Assessing the Contributions of Smallholder Wheat Farming to Livelihood Outcomes in North West, Nigeria
Department of Agricultural Sciences, Afe Babalola University, Ado‑Ekiti 360101, Nigeria
Samuel Aderemi Igbatayo
Department of Economics, Afe Babalola University, Ado‑Ekiti 360101, Nigeria
Funmilayo Omolara Bamigboye
Department of Agricultural Sciences, Afe Babalola University, Ado‑Ekiti 360101, Nigeria
Department of Agricultural Economics, Obafemi Awolowo University, Ile‑Ife 220282, Nigeria
Sustainable Land Use in Developing Countries, Leibniz Centrefor Agricultural Landscape Research, 15374 Müncheberg, Germany; Department of Agricultural Economics, Faculty of Life Sciences, Humboldt Universität zu Berlin, 10115 Berlin, Germany
Department of Agricultural Sciences, Afe Babalola University, Ado‑Ekiti 360101, Nigeria
DOI: https://doi.org/10.36956/rwae.v7i1.2611
Received: 8 August 2025 | Revised: 2 September 2025 | Accepted: 12 September 2025 | Published Online: 15 January 2026
Copyright © 2025 Adeyera James Kolapo, Samuel Aderemi Igbatayo, Funmilayo Omolara Bamigboye, Adetomiwa Kolapo, Stefan Sieber, Motunrayo Helen Falaye. Published by Nan Yang Academy of Sciences Pte. Ltd.

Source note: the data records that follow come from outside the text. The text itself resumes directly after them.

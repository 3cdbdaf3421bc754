use axum::http::StatusCode;
use axum::response::{IntoResponse, Json, Response};
use serde_json::json;
use thiserror::Error;

#[derive(Debug, Error)]
pub enum ServerError {
    #[error("content not found: {0}")]
    ContentNotFound(String),

    #[error("category not found: {0}")]
    CategoryNotFound(String),

    #[error("search query is required")]
    MissingQuery,

    #[error("catalog error: {0}")]
    Catalog(#[from] fh_catalog::CatalogError),

    #[error("configuration error: {0}")]
    Config(String),

    #[error("I/O error: {0}")]
    Io(#[from] std::io::Error),

    #[error("internal error: {0}")]
    Internal(String),
}

pub type ServerResult<T> = Result<T, ServerError>;

impl ServerError {
    pub fn status(&self) -> StatusCode {
        match self {
            Self::ContentNotFound(_) | Self::CategoryNotFound(_) => StatusCode::NOT_FOUND,
            Self::MissingQuery => StatusCode::BAD_REQUEST,
            _ => StatusCode::INTERNAL_SERVER_ERROR,
        }
    }

    /// Message sent to clients. Internal details stay in the log.
    fn public_message(&self) -> &'static str {
        match self {
            Self::ContentNotFound(_) => "Content not found",
            Self::CategoryNotFound(_) => "Category not found",
            Self::MissingQuery => "Search query is required",
            _ => "Internal server error",
        }
    }
}

impl IntoResponse for ServerError {
    fn into_response(self) -> Response {
        let status = self.status();
        if status.is_server_error() {
            tracing::error!(error = %self, "request failed");
        }
        (status, Json(json!({ "error": self.public_message() }))).into_response()
    }
}
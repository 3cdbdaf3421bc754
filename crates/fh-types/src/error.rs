use thiserror::Error;

/// Errors produced by type operations.
#[derive(Debug, Error, PartialEq, Eq)]
pub enum TypeError {
    #[error("invalid vote kind: {0} (expected \"like\" or \"dislike\")")]
    InvalidVoteKind(String),

    #[error("identifier must not be empty")]
    EmptyIdentifier,
}
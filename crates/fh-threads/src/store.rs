use std::sync::{Arc, Mutex, MutexGuard};

use fh_store::{load_json, save_json, KeyValueStore};
use fh_types::{ContentId, MessageId};
use tracing::{debug, warn};

use crate::error::{ThreadError, ThreadResult};
use crate::keys;
use crate::message::{Comment, Message, Reply};

/// Store-backed comment threads, one per content id.
///
/// Every mutation loads the whole thread, edits it and writes it back before
/// returning. Threads found only under the legacy key are served as-is and
/// moved to the current key on their first write.
pub struct CommentThreadStore {
    pub(crate) store: Arc<dyn KeyValueStore>,
    write_lock: Mutex<()>,
}

impl CommentThreadStore {
    pub fn new(store: Arc<dyn KeyValueStore>) -> Self {
        Self {
            store,
            write_lock: Mutex::new(()),
        }
    }

    /// Messages of `content`, oldest first. Empty when nothing was posted.
    pub fn thread(&self, content: &ContentId) -> ThreadResult<Vec<Message>> {
        if let Some(current) = load_json(self.store.as_ref(), &keys::thread_key(content))? {
            return Ok(current);
        }
        let legacy = keys::legacy_thread_key(content);
        if legacy == keys::DISPLAY_NAME {
            return Ok(Vec::new());
        }
        Ok(load_json(self.store.as_ref(), &legacy)?.unwrap_or_default())
    }

    /// Append a top-level message. Returns `None` without writing when the
    /// body is blank.
    pub fn post_message(
        &self,
        content: &ContentId,
        author: &str,
        body: &str,
    ) -> ThreadResult<Option<Message>> {
        let body = body.trim();
        if body.is_empty() {
            return Ok(None);
        }
        let author = validate_author(author)?;

        let _guard = self.lock()?;
        let mut thread = self.thread(content)?;
        let message = Message::new(author, body);
        thread.push(message.clone());
        self.save(content, &thread)?;

        debug!(content = %content, id = %message.id(), "message posted");
        Ok(Some(message))
    }

    /// Append a reply under the top-level message `parent`.
    ///
    /// Returns `None` without writing when the body is blank. Replies to
    /// replies are not possible: `parent` must be a top-level message.
    pub fn post_reply(
        &self,
        content: &ContentId,
        parent: &MessageId,
        author: &str,
        body: &str,
    ) -> ThreadResult<Option<Reply>> {
        let body = body.trim();
        if body.is_empty() {
            return Ok(None);
        }
        let author = validate_author(author)?;

        let _guard = self.lock()?;
        let mut thread = self.thread(content)?;
        let target = thread
            .iter_mut()
            .find(|m| m.id() == parent)
            .ok_or_else(|| not_found(content, parent))?;
        let reply = Comment::new(author, body);
        target.replies.push(reply.clone());
        self.save(content, &thread)?;

        debug!(content = %content, parent = %parent, id = %reply.id, "reply posted");
        Ok(Some(reply))
    }

    /// Flip the viewer's like on a message, or on a reply when `parent` is
    /// given. Returns the updated entry.
    pub fn toggle_like(
        &self,
        content: &ContentId,
        id: &MessageId,
        parent: Option<&MessageId>,
    ) -> ThreadResult<Comment> {
        let _guard = self.lock()?;
        let mut thread = self.thread(content)?;

        let target: &mut Comment = match parent {
            Some(parent) => thread
                .iter_mut()
                .find(|m| m.id() == parent)
                .and_then(|m| m.reply_mut(id))
                .ok_or_else(|| not_found(content, id))?,
            None => thread
                .iter_mut()
                .find(|m| m.id() == id)
                .map(|m| &mut m.comment)
                .ok_or_else(|| not_found(content, id))?,
        };
        target.toggle_like();
        let updated = target.clone();
        self.save(content, &thread)?;

        debug!(content = %content, id = %id, liked = updated.liked, "like toggled");
        Ok(updated)
    }

    /// Write under the current key and drop the legacy `chat_<id>` copy.
    /// The migration is one-way.
    fn save(&self, content: &ContentId, thread: &[Message]) -> ThreadResult<()> {
        save_json(self.store.as_ref(), &keys::thread_key(content), thread)?;
        let legacy = keys::legacy_thread_key(content);
        if legacy != keys::DISPLAY_NAME && self.store.remove(&legacy)? {
            warn!(content = %content, "migrated legacy chat thread");
        }
        Ok(())
    }

    fn lock(&self) -> ThreadResult<MutexGuard<'_, ()>> {
        self.write_lock.lock().map_err(|_| ThreadError::Poisoned)
    }
}

fn validate_author(author: &str) -> ThreadResult<&str> {
    let author = author.trim();
    if author.is_empty() {
        return Err(ThreadError::EmptyAuthor);
    }
    Ok(author)
}

fn not_found(content: &ContentId, id: &MessageId) -> ThreadError {
    ThreadError::MessageNotFound {
        content_id: content.clone(),
        message_id: id.clone(),
    }
}

impl std::fmt::Debug for CommentThreadStore {
    fn fmt(&self, f: &mut std::fmt::Formatter<'_>) -> std::fmt::Result {
        f.debug_struct("CommentThreadStore").finish_non_exhaustive()
    }
}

This is an open access article under the Creative Commons Attribution-NonCommercial 4.0 International (CC BY-NC 4.0) License.
Abstract
This study investigates the contributions of smallholder wheat farming to rural livelihoods in Nigeria’s Sudan Savannah agroecological zone, focusing on food security, income generation, and poverty. The study was conducted across Kano, Jigawa, and Katsina States. We employ descriptive statistics, Endogenous Switching Probit Regression, and Instrumental Variable Quantile Treatment Effects to analyze data from 360 wheat farming households. Results reveal that wheat farming is profitable, and significantly enhances food security and income, particularly at moderate-to-high quantiles (30th–75th). However, 85% of households remain food insecure, with 71–85% facing mild-to-moderate access issues and 19–31% severe conditions, highlighting a disconnect between profitability and food access. Benefits skew toward wealthier farmers, with the most vulnerable (15th quantile) seeing limited gains. Wheat farming shows no significant impact on poverty at the 15th (0.0801, p > 0.05) and 30th (0.027, p > 0.05) quantiles, suggesting that the poorest farmers derive minimal benefits. However, significant positive effects emerge at the 45th (0.3491, p < 0.01), 60th (0.1909, p < 0.01), and 75th (0.6430, p < 0.01) quantiles, with the largest gains observed among wealthier households. These findings indicate that while wheat farming contributes to poverty reduction, its benefits are regressive, disproportionately favoring middle- and upper-income farmers. Our findings suggests improving credit access, irrigation, extension services, and market stability to ensure equitable and sustainable impacts. These findings underscore wheat farming’s potential to bolster livelihoods while emphasizing the need for targeted interventions to address systemic barriers and reduce Nigeria’s wheat import dependency.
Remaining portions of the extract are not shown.